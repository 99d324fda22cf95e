use crate::{GameOutcome, Mark, Move};

/// Errors returned by the [`Game`](crate::game::Game) controller.
#[derive(Debug, Clone, PartialEq, Eq, thiserror::Error)]
pub enum GameError {
    #[error("move {0} is outside the board, expected 0..=8")]
    OutOfRange(Move),

    #[error("cell {0} is already occupied")]
    CellOccupied(Move),

    #[error("it is {expected}'s turn")]
    NotYourTurn { expected: Mark },

    #[error("the game is over ({0})")]
    GameOver(GameOutcome),

    #[error("no legal move is left on the board")]
    NoLegalMove,
}

/// Errors returned when parsing a [`Board`](crate::board::Board) from text.
#[derive(Debug, Clone, PartialEq, Eq, thiserror::Error)]
pub enum BoardParseError {
    #[error("expected 9 cells, got {0}")]
    WrongCellCount(usize),

    #[error("invalid cell character: '{0}'")]
    InvalidCell(char),
}
use rand::rngs::StdRng;
use rand::{Rng, SeedableRng};
use std::collections::VecDeque;

const DEFAULT_SEED: u64 = 3819201;

/// A source of uniform random draws for the opponent policy.
///
/// Implementations only need [`next_unit`](RandomGenerator::next_unit); the other methods
/// are derived from it the same way a `Math.floor(random() * len)` pick would be.
pub trait RandomGenerator: Default {
    /// Returns a uniform sample in `[0, 1)`.
    fn next_unit(&mut self) -> f64;

    /// Returns a uniform integer in `[from, to)`. `to` must be greater than `from`.
    fn next_range(&mut self, from: usize, to: usize) -> usize {
        let span = to - from;
        let offset = (self.next_unit() * span as f64) as usize;
        from + offset.min(span - 1)
    }

    /// Draws once and returns `true` with the given probability.
    fn roll(&mut self, probability: f64) -> bool {
        self.next_unit() < probability
    }

    /// Returns a uniformly chosen element, or `None` for an empty slice.
    fn get_random_from_slice<'a, K>(&mut self, slice: &'a [K]) -> Option<&'a K> {
        if slice.is_empty() {
            return None;
        }
        slice.get(self.next_range(0, slice.len()))
    }
}

/// Draws from the thread-local, OS-seeded generator. Nothing is shared between calls.
#[derive(Debug, Default, Clone, Copy)]
pub struct StandardRandomGenerator;

impl RandomGenerator for StandardRandomGenerator {
    fn next_unit(&mut self) -> f64 {
        rand::rng().random()
    }

    fn next_range(&mut self, from: usize, to: usize) -> usize {
        rand::rng().random_range(from..to)
    }
}

/// A reproducible generator: the same seed always yields the same sequence of draws.
#[derive(Debug, Clone)]
pub struct SeededRandomGenerator {
    rng: StdRng,
}

impl Default for SeededRandomGenerator {
    fn default() -> Self {
        SeededRandomGenerator::new(DEFAULT_SEED)
    }
}

impl SeededRandomGenerator {
    pub fn new(seed: u64) -> Self {
        Self {
            rng: StdRng::seed_from_u64(seed),
        }
    }
}

impl RandomGenerator for SeededRandomGenerator {
    fn next_unit(&mut self) -> f64 {
        self.rng.random()
    }

    fn next_range(&mut self, from: usize, to: usize) -> usize {
        self.rng.random_range(from..to)
    }
}

/// Replays a fixed list of unit draws, in order. Yields `0.0` once the list runs out.
///
/// Useful for steering the opponent down one particular branch.
#[derive(Debug, Default, Clone)]
pub struct ScriptedRandomGenerator {
    draws: VecDeque<f64>,
}

impl ScriptedRandomGenerator {
    pub fn new(draws: impl IntoIterator<Item = f64>) -> Self {
        Self {
            draws: draws.into_iter().collect(),
        }
    }

    /// Returns how many scripted draws have not been consumed yet.
    pub fn remaining(&self) -> usize {
        self.draws.len()
    }
}

impl RandomGenerator for ScriptedRandomGenerator {
    fn next_unit(&mut self) -> f64 {
        self.draws.pop_front().unwrap_or(0.0)
    }
}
==========
**ABOUT THIS TASK**
Above are the records. Identify each line that contains the word "span".

**THE COMPLETED TASK**
        let span = to - from;
        let offset = (self.next_unit() * span as f64) as usize;
        from + offset.min(span - 1)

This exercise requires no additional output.